Un mauvais perdant, ce Tiric, à la guerre, comme dans n'importe quelle autre circonstances de la vie quotidienne... Et plus encore dans ces périodes compliquées, défavorables, où la patience et l'orgueil de Tiric sont mis à rude épreuve. Alors, j'y reviens, Tiric se laisse peu à peu, sous le coup de la frustration et de l'humiliation, envahir par la colère...

Pas une saine colère, non, une colère brute, incontrôlable, mauvaise conseillère... Une colère qui consume le cartar comme un feu en attendant qu'il puisse, éventuellement, la retourner contre ses ennemis reptiliens... Sans certitude que ce soit suffisant, car reconstituer une armée capable de battre les Qivhviens ne sera pas une mince affaire... A moins d'une aide, disons, providentielle... Ou plutôt le contraire...

De ses compagnons d'évasion, on n'en sait assez peu.

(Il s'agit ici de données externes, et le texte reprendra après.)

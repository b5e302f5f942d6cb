//! UDP and multicast socket setup
//!
//! Discovery and telemetry sockets are built with `socket2` so address reuse
//! and multicast membership can be set before binding, then handed to tokio.

use std::net::{IpAddr, Ipv4Addr, SocketAddr};
use std::time::Duration;

use socket2::{Domain, Protocol, SockAddr, Socket, Type};
use tokio::net::UdpSocket;
use tracing::{debug, warn};

use crate::TransportError;

/// Pause after a failed receive so a persistent socket error cannot spin
pub const RECV_ERROR_BACKOFF: Duration = Duration::from_millis(10);

fn bind_error(addr: SocketAddr, e: std::io::Error) -> TransportError {
    TransportError::Bind {
        addr: addr.to_string(),
        reason: e.to_string(),
    }
}

fn new_udp_socket(addr: SocketAddr) -> Result<Socket, TransportError> {
    let domain = if addr.is_ipv4() {
        Domain::IPV4
    } else {
        Domain::IPV6
    };
    let socket =
        Socket::new(domain, Type::DGRAM, Some(Protocol::UDP)).map_err(|e| bind_error(addr, e))?;
    socket.set_reuse_address(true).map_err(|e| bind_error(addr, e))?;
    socket.set_nonblocking(true).map_err(|e| bind_error(addr, e))?;
    Ok(socket)
}

fn into_tokio(socket: Socket, addr: SocketAddr) -> Result<UdpSocket, TransportError> {
    UdpSocket::from_std(socket.into()).map_err(|e| bind_error(addr, e))
}

/// Bind a UDP socket with `SO_REUSEADDR` set
pub fn bind_udp(addr: SocketAddr) -> Result<UdpSocket, TransportError> {
    let socket = new_udp_socket(addr)?;
    socket
        .bind(&SockAddr::from(addr))
        .map_err(|e| bind_error(addr, e))?;
    into_tokio(socket, addr)
}

/// Bind a UDP socket and join `group` on `interface`
///
/// If `group` is not a multicast address the socket is bound without any
/// membership, so point-to-point setups (and loopback tests) work unchanged.
/// A failed join is logged and the bound socket is still returned.
pub fn bind_multicast(
    addr: SocketAddr,
    group: Ipv4Addr,
    interface: Ipv4Addr,
) -> Result<UdpSocket, TransportError> {
    let socket = new_udp_socket(addr)?;
    socket
        .bind(&SockAddr::from(addr))
        .map_err(|e| bind_error(addr, e))?;

    // Membership failures are non-fatal: the socket still receives
    // point-to-point datagrams on its port.
    if group.is_multicast() {
        match socket.join_multicast_v4(&group, &interface) {
            Ok(()) => debug!(%group, %interface, %addr, "Joined multicast group"),
            Err(e) => warn!(%group, %interface, error = %e, "Failed to join multicast group"),
        }
        let _ = socket.set_multicast_loop_v4(true);
    } else {
        debug!(%group, %addr, "Not a multicast group, bound without membership");
    }

    into_tokio(socket, addr)
}

/// Socket for sending datagrams to a multicast group
pub fn multicast_sender(ttl: u32, interface: Ipv4Addr) -> Result<UdpSocket, TransportError> {
    let addr = SocketAddr::from((Ipv4Addr::UNSPECIFIED, 0));
    let socket = new_udp_socket(addr)?;
    socket
        .bind(&SockAddr::from(addr))
        .map_err(|e| bind_error(addr, e))?;
    socket
        .set_multicast_ttl_v4(ttl)
        .map_err(|e| bind_error(addr, e))?;
    socket
        .set_multicast_loop_v4(true)
        .map_err(|e| bind_error(addr, e))?;
    if !interface.is_unspecified() {
        socket
            .set_multicast_if_v4(&interface)
            .map_err(|e| bind_error(addr, e))?;
    }
    into_tokio(socket, addr)
}

/// Best-effort detection of the address other hosts can reach us on
///
/// Connecting a UDP socket sends nothing; it only asks the kernel which
/// local address it would route through. Falls back to loopback.
pub fn detect_local_ip() -> IpAddr {
    let probe = || -> std::io::Result<IpAddr> {
        let socket = std::net::UdpSocket::bind((Ipv4Addr::UNSPECIFIED, 0))?;
        socket.connect((Ipv4Addr::new(8, 8, 8, 8), 80))?;
        Ok(socket.local_addr()?.ip())
    };

    match probe() {
        Ok(ip) if !ip.is_unspecified() => ip,
        Ok(_) => IpAddr::V4(Ipv4Addr::LOCALHOST),
        Err(e) => {
            warn!(error = %e, "Could not detect local address, advertising loopback");
            IpAddr::V4(Ipv4Addr::LOCALHOST)
        }
    }
}

#[cfg(test)]
mod tests {
    use super::*;

    #[tokio::test]
    async fn bind_multicast_with_unicast_group_is_plain_bind() {
        let socket = bind_multicast(
            SocketAddr::from((Ipv4Addr::LOCALHOST, 0)),
            Ipv4Addr::LOCALHOST,
            Ipv4Addr::UNSPECIFIED,
        )
        .unwrap();
        assert_ne!(socket.local_addr().unwrap().port(), 0);
    }

    #[tokio::test]
    async fn bound_sockets_exchange_datagrams() {
        let a = bind_udp(SocketAddr::from((Ipv4Addr::LOCALHOST, 0))).unwrap();
        let b = bind_udp(SocketAddr::from((Ipv4Addr::LOCALHOST, 0))).unwrap();

        a.send_to(b"hi", b.local_addr().unwrap()).await.unwrap();
        let mut buf = [0u8; 8];
        let (n, from) = b.recv_from(&mut buf).await.unwrap();
        assert_eq!(&buf[..n], b"hi");
        assert_eq!(from, a.local_addr().unwrap());
    }

    #[test]
    fn detected_ip_is_specified() {
        assert!(!detect_local_ip().is_unspecified());
    }
}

C'est le défaut d'un homme comme Tiric : égocentrique, peu tourné vers les autres, à moins que ce qu'il dise d'eux le concerne. Kardlej est un sacré guerrier, c'est certain. Mais aussi un homme volontiers discret sur sa vie. Il faudra une occasion bien particulière, la révélation, bien malgré lui, de son principal secret, pour qu'il s'ouvre un peu à Tiric et lui parle de son passé. Mais pour le reste...

Quant à Kahrzoa et Apeô, ils sont, certes, des personnages secondaires, mais leur importance dans cette histoire est capitale. Kahrzoa leur sert de guide, dans un premier temps, puis, une fois qu'elle a décidé de les suivre dans leur fuite, persuadée que si elle reste, on voudra la faire taire, elle devient une complice idéal : en accompagnant une Qivhvienne, les portes s'ouvrent plus facilement, certains dangers s'amenuisent...

Apeô, lui, a tout d'un vieux fou... Trop de temps passé dans les geôles qivhviennes pour ne pas y avoir laissé sa raison, tout ou en partie... Ronchon et renfrogné en permanence, il n'est pas le plus expansif des personnages, mais on le sent aussi distant malgré la reconnaissance qu'il devrait manifester à l'encontre de ses sauveurs. Comme s'il se méfiait d'eux, en fait...

Pourtant, c'est bien vers chez lui que les fuyards vont se diriger pour échapper aux Qihviens, chez qui ils sont recherchés, sous peine de mort, sans doute. Dans son royaume, dans son village, dans sa maison, là où il n'est plus revenu depuis des années... Avec ce retour aux sources, c'est aussi une partie de son passé qui va resurgir...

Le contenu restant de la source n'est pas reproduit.